Justin Mason Tue, 26 Jul 2005 11:25:24 -0700

-----BEGIN PGP SIGNED MESSAGE-----
Hash: SHA1

I've considered this idea in the past.  here's my thoughts:

First off, it *does* need human verification. Assuming that un-verified
SpamAssassin results are reliable at a given level is quite dangerous --
see the many, *many* reports of bayes auto-learning going haywire.   Many
sites seem to get very different levels of FPs and FNs, and assuming that
levels that apply at one site will apply at others, does not seem to be a
reliable assumption.  unverified results are worse than no results,
because their assumption of reliability is misleading.

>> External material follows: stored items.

pub mod contacts;
pub mod identifiers;
pub mod ner;
#[cfg(feature = "ner")]
pub mod onnx;
pub mod revenue;

use anyhow::Result;
use tracing::{info, warn};

use crate::config::ExtractSettings;
use crate::record::{DocKind, Evidence, Extraction};
use contacts::ContactPatterns;
use identifiers::IdentifierPatterns;
use ner::NerProvider;
use revenue::RevenueYearPattern;

/// Characters of a document handed to the recognizer.
const NER_MAX_CHARS: usize = 20_000;

/// A source of candidate field values for a text blob.
pub trait EvidenceProvider: Send + Sync {
    fn name(&self) -> &'static str;

    fn applies_to(&self, kind: DocKind) -> bool {
        let _ = kind;
        true
    }

    fn extract(&self, text: &str) -> Evidence;
}

/// The regex battery: identifiers, legal name, contacts, address, region, revenue year.
pub struct RegexProvider {
    identifiers: IdentifierPatterns,
    contacts: ContactPatterns,
    revenue_year: RevenueYearPattern,
}

impl RegexProvider {
    pub fn compile() -> Result<Self> {
        Ok(RegexProvider {
            identifiers: IdentifierPatterns::compile()?,
            contacts: ContactPatterns::compile()?,
            revenue_year: RevenueYearPattern::compile()?,
        })
    }
}

impl EvidenceProvider for RegexProvider {
    fn name(&self) -> &'static str {
        "regex"
    }

    fn extract(&self, text: &str) -> Evidence {
        Evidence {
            inn: self.identifiers.inn(text).unwrap_or_default().to_string(),
            ogrn: self.identifiers.ogrn(text).unwrap_or_default().to_string(),
            full_name: self.identifiers.company_name(text).unwrap_or_default(),
            region: self.contacts.region(text),
            address: self.contacts.address(text),
            contacts: self.contacts.phones(text),
            email: self.contacts.emails(text),
            revenue_year: self.revenue_year.find(text),
        }
    }
}

/// Providers in priority order; an earlier provider's value always beats a later one's.
pub struct ExtractorChain {
    providers: Vec<Box<dyn EvidenceProvider>>,
}

impl ExtractorChain {
    pub fn new(providers: Vec<Box<dyn EvidenceProvider>>) -> Self {
        ExtractorChain { providers }
    }

    /// Regex first, then the recognizer when a model is configured and loads.
    pub fn from_settings(settings: &ExtractSettings) -> Result<Self> {
        let mut providers: Vec<Box<dyn EvidenceProvider>> = vec![Box::new(RegexProvider::compile()?)];

        if let Some(dir) = &settings.ner_model_dir {
            match ner::load_recognizer(dir) {
                Ok(recognizer) => {
                    info!("NER evidence enabled ({:?})", dir);
                    providers.push(Box::new(NerProvider::new(
                        recognizer,
                        settings.ner_on_homepage,
                        NER_MAX_CHARS,
                    )));
                }
                Err(e) => warn!("NER disabled: {}", e),
            }
        }

        Ok(ExtractorChain::new(providers))
    }

    pub fn provider_names(&self) -> Vec<&'static str> {
        self.providers.iter().map(|p| p.name()).collect()
    }

    pub fn evidence(&self, text: &str, kind: DocKind) -> Evidence {
        let mut evidence = Evidence::default();
        for provider in self.providers.iter().filter(|p| p.applies_to(kind)) {
            evidence.fill_from(&provider.extract(text));
        }
        evidence
    }

    pub fn homepage(&self, text: &str) -> Extraction {
        Extraction::homepage(self.evidence(text, DocKind::Homepage))
    }

    pub fn document(&self, text: &str, url: &str) -> Extraction {
        Extraction::pdf(self.evidence(text, DocKind::Pdf), url)
    }
}

// ── Tests ──
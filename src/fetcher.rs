use std::time::Duration;

use anyhow::{Context, Result};
use percent_encoding::{utf8_percent_encode, AsciiSet, NON_ALPHANUMERIC};
use reqwest::{Client, Response, StatusCode};
use thiserror::Error;
use tracing::{debug, warn};

use crate::config::FetchSettings;

/// Everything outside `[A-Za-z0-9_.~-]` and `:/?&=%` gets percent-encoded.
const URL_SAFE: &AsciiSet = &NON_ALPHANUMERIC
    .remove(b'_')
    .remove(b'.')
    .remove(b'-')
    .remove(b'~')
    .remove(b':')
    .remove(b'/')
    .remove(b'?')
    .remove(b'&')
    .remove(b'=')
    .remove(b'%');

#[derive(Debug, Error)]
pub enum FetchError {
    #[error("request failed: {0}")]
    Transport(#[from] reqwest::Error),
    #[error("HTTP status {0}")]
    Status(StatusCode),
}

/// A fetched text resource.
#[derive(Debug, Clone)]
pub struct Page {
    /// Final URL after redirects.
    pub url: String,
    pub body: String,
}

/// HTTP GET with retries and a rotating list of client identities.
///
/// Never fails outward: once every identity has given up the caller gets `None`.
pub struct Fetcher {
    clients: Vec<Client>,
    settings: FetchSettings,
}

impl Fetcher {
    pub fn new(settings: &FetchSettings) -> Result<Self> {
        anyhow::ensure!(
            !settings.user_agents.is_empty(),
            "fetch.user_agents must list at least one client identity"
        );

        let roots = match &settings.ca_bundle {
            Some(path) => {
                let pem = std::fs::read(path)
                    .with_context(|| format!("Failed to read CA bundle {:?}", path))?;
                reqwest::Certificate::from_pem_bundle(&pem)
                    .with_context(|| format!("Invalid CA bundle {:?}", path))?
            }
            None => Vec::new(),
        };

        let clients = settings
            .user_agents
            .iter()
            .map(|agent| {
                let mut builder = Client::builder().user_agent(agent.as_str());
                for cert in &roots {
                    builder = builder.add_root_certificate(cert.clone());
                }
                builder.build()
            })
            .collect::<Result<Vec<_>, _>>()
            .context("Failed to build HTTP client")?;

        Ok(Fetcher {
            clients,
            settings: settings.clone(),
        })
    }

    /// GET `url`, trying each identity in order. `None` when all of them fail.
    pub async fn get(&self, url: &str, timeout: Duration) -> Option<Response> {
        let url = encode_url(url);
        let identity_backoff = Duration::from_millis(self.settings.identity_backoff_ms);

        for (idx, client) in self.clients.iter().enumerate() {
            match self.get_with_retry(client, &url, timeout).await {
                Ok(resp) => return Some(resp),
                Err(e) => {
                    warn!("fetch fail UA#{} {}: {}", idx, url, e);
                    tokio::time::sleep(identity_backoff).await;
                }
            }
        }
        None
    }

    async fn get_with_retry(
        &self,
        client: &Client,
        url: &str,
        timeout: Duration,
    ) -> Result<Response, FetchError> {
        let max_retries = self.settings.max_retries;
        let mut attempt = 0u32;

        loop {
            let result = client.get(url).timeout(timeout).send().await;

            let should_retry = match &result {
                Ok(resp) => self
                    .settings
                    .retry_statuses
                    .contains(&resp.status().as_u16()),
                Err(e) => e.is_timeout() || e.is_connect() || e.is_request(),
            };

            if !should_retry || attempt >= max_retries {
                let resp = result?;
                let status = resp.status();
                if status.is_client_error() || status.is_server_error() {
                    return Err(FetchError::Status(status));
                }
                return Ok(resp);
            }

            let backoff =
                Duration::from_millis(self.settings.retry_backoff_ms * 2u64.pow(attempt));
            debug!(
                "Retrying {} (attempt {}/{}), backing off {:.1}s",
                url,
                attempt + 1,
                max_retries,
                backoff.as_secs_f64()
            );
            tokio::time::sleep(backoff).await;
            attempt += 1;
        }
    }

    /// Fetch an HTML/XML page as text with the page timeout.
    pub async fn fetch_page(&self, url: &str) -> Option<Page> {
        let resp = self.get(url, self.settings.page_timeout()).await?;
        let final_url = resp.url().to_string();
        match resp.text().await {
            Ok(body) => Some(Page {
                url: final_url,
                body,
            }),
            Err(e) => {
                warn!("failed to read body of {}: {}", url, e);
                None
            }
        }
    }

    /// Download a document, reading chunks until the byte cap is passed.
    pub async fn fetch_document(&self, url: &str) -> Option<Vec<u8>> {
        let mut resp = self.get(url, self.settings.document_timeout()).await?;
        let cap = self.settings.max_document_bytes;
        let mut content = Vec::new();

        loop {
            match resp.chunk().await {
                Ok(Some(chunk)) => {
                    if push_capped(&mut content, &chunk, cap) {
                        debug!("document {} exceeded {} bytes, truncated", url, cap);
                        break;
                    }
                }
                Ok(None) => break,
                Err(e) => {
                    warn!("document download interrupted {}: {}", url, e);
                    break;
                }
            }
        }

        if content.is_empty() {
            None
        } else {
            Some(content)
        }
    }
}

/// Append a chunk; `true` once the accumulated size is over `cap`.
fn push_capped(buf: &mut Vec<u8>, chunk: &[u8], cap: usize) -> bool {
    buf.extend_from_slice(chunk);
    buf.len() > cap
}

pub fn encode_url(url: &str) -> String {
    utf8_percent_encode(url, URL_SAFE).to_string()
}

#[cfg(test)]
pub(crate) fn fast_settings(agents: &[&str]) -> FetchSettings {
    FetchSettings {
        user_agents: agents.iter().map(|a| a.to_string()).collect(),
        retry_backoff_ms: 0,
        identity_backoff_ms: 0,
        page_timeout_secs: 5,
        document_timeout_secs: 5,
        ..FetchSettings::default()
    }
}

// ── Tests ──
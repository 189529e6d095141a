/// Virtual pages per process address space.
pub const MAX_VPAGES: usize = 64;

/// Upper bound on the simulated physical frame count.
pub const MAX_FRAMES: usize = 128;

/// Working-set window, in instructions.
pub const TAU: u64 = 49;

/// Instructions between NRU reference-bit resets.
pub const NRU_RESET_PERIOD: u64 = 48;

pub const LD_ST_TIME: u64 = 1;
pub const CTX_SWITCH_TIME: u64 = 130;
pub const PROC_EXIT_TIME: u64 = 1230;

pub const MAP_TIME: u64 = 350;
pub const UNMAP_TIME: u64 = 410;
pub const IN_TIME: u64 = 3200;
pub const OUT_TIME: u64 = 2750;
pub const FIN_TIME: u64 = 2350;
pub const FOUT_TIME: u64 = 2800;
pub const ZERO_TIME: u64 = 150;
pub const SEGV_TIME: u64 = 440;
pub const SEGPROT_TIME: u64 = 410;
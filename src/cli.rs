use std::path::PathBuf;

use clap::Parser;

use crate::constants::MAX_FRAMES;
use crate::error::SimError;
use crate::pager::Pager;

/// Trace-driven virtual-memory manager simulation.
#[derive(Debug, Parser)]
#[command(name = "mmu-sim")]
pub struct Cli {
    /// Number of physical frames to simulate (at most 128)
    #[arg(short = 'f', value_name = "NUM")]
    pub frames: usize,

    /// Replacement algorithm: f=FIFO r=Random c=Clock e=NRU a=Aging w=Working-Set
    #[arg(short = 'a', value_name = "ALGO", default_value = "f")]
    pub algorithm: String,

    /// Output options, a concatenation of O P F S x y f a
    #[arg(short = 'o', value_name = "OPTS", default_value = "")]
    pub options: String,

    /// Trace file: processes, their VMAs, and the instruction stream
    pub inputfile: PathBuf,

    /// Random-number table file
    pub randomfile: PathBuf,
}

impl Cli {
    /// Frame count, checked against the hard frame-table bound.
    pub fn validated_frames(&self) -> Result<usize, SimError> {
        if self.frames > MAX_FRAMES {
            Err(SimError::FrameCount(self.frames))
        } else {
            Ok(self.frames)
        }
    }

    /// Pager selected by the `-a` letter; FIFO when the flag is absent.
    pub fn pager(&self) -> Result<Pager, SimError> {
        let code = self.algorithm.chars().next().unwrap_or('f');
        Pager::from_code(code).ok_or(SimError::UnknownAlgorithm(code))
    }

    pub fn output_options(&self) -> Result<OutputOptions, SimError> {
        OutputOptions::parse(&self.options)
    }
}

/// Which output sections are enabled, from the `-o` option string.
#[derive(Debug, Default, Clone, Copy)]
pub struct OutputOptions {
    /// `O`: per-reference trace lines
    pub verbose: bool,
    /// `P`: final page tables
    pub page_tables: bool,
    /// `F`: final frame table
    pub frame_table: bool,
    /// `S`: per-process and total statistics
    pub stats: bool,
    /// `x`: current process's page table after every instruction
    pub curr_pt: bool,
    /// `y`: every page table after every instruction
    pub all_pt: bool,
    /// `f`: frame table after every instruction
    pub curr_ft: bool,
    /// `a`: replacement-scan details
    pub aging_info: bool,
}

impl OutputOptions {
    pub fn parse(options: &str) -> Result<Self, SimError> {
        let mut opts = Self::default();
        for ch in options.chars() {
            match ch {
                'O' => opts.verbose = true,
                'P' => opts.page_tables = true,
                'F' => opts.frame_table = true,
                'S' => opts.stats = true,
                'x' => opts.curr_pt = true,
                'y' => opts.all_pt = true,
                'f' => opts.curr_ft = true,
                'a' => opts.aging_info = true,
                _ => return Err(SimError::UnknownOption(ch)),
            }
        }
        Ok(opts)
    }
}
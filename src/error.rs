use std::io;
use std::path::PathBuf;

use thiserror::Error;

use crate::constants::MAX_FRAMES;

/// Fatal conditions that abort the run. Everything the simulated program can
/// cause (SEGV, SEGPROT) is an in-simulation event, not an error.
#[derive(Debug, Error)]
pub enum SimError {
    #[error("cannot open {path}: {source}")]
    File {
        path: PathBuf,
        #[source]
        source: io::Error,
    },

    #[error("number of frames {0} exceeds the maximum of {max}", max = MAX_FRAMES)]
    FrameCount(usize),

    #[error("Unknown Replacement Algorithm: {0}")]
    UnknownAlgorithm(char),

    #[error("unknown output option '{0}'")]
    UnknownOption(char),

    #[error("unknown opcode '{0}' in instruction stream")]
    UnknownOpcode(char),

    #[error("invalid {what}: {token}")]
    Invalid {
        what: &'static str,
        token: String,
    },

    #[error("unexpected end of {0}")]
    UnexpectedEof(&'static str),

    #[error("write error: {0}")]
    Output(#[from] io::Error),
}
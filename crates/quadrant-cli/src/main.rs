use std::ffi::OsString;

fn main() {
    let args: Vec<OsString> = std::env::args_os().collect();
    if let Err(err) = quadrant_core::run(args) {
        eprintln!("error: {err:#}");
        std::process::exit(1);
    }
}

Secondly, we do have APIs to do this already -- "spamassassin -r" --
reporting.  Reporting is just equivalent to "learning", except
third-party-operated remote systems will get a copy of the data; it's even
equivalent in that there's a way to report-as-ham as well as
report-as-spam (although there may not be a command line API for that
yet). This API is the perfect way to do this.

Agreed btw that the X-Spam-Status line is all that needs to be reported;
preferably munged into mass-check format (similar to how spamd does it).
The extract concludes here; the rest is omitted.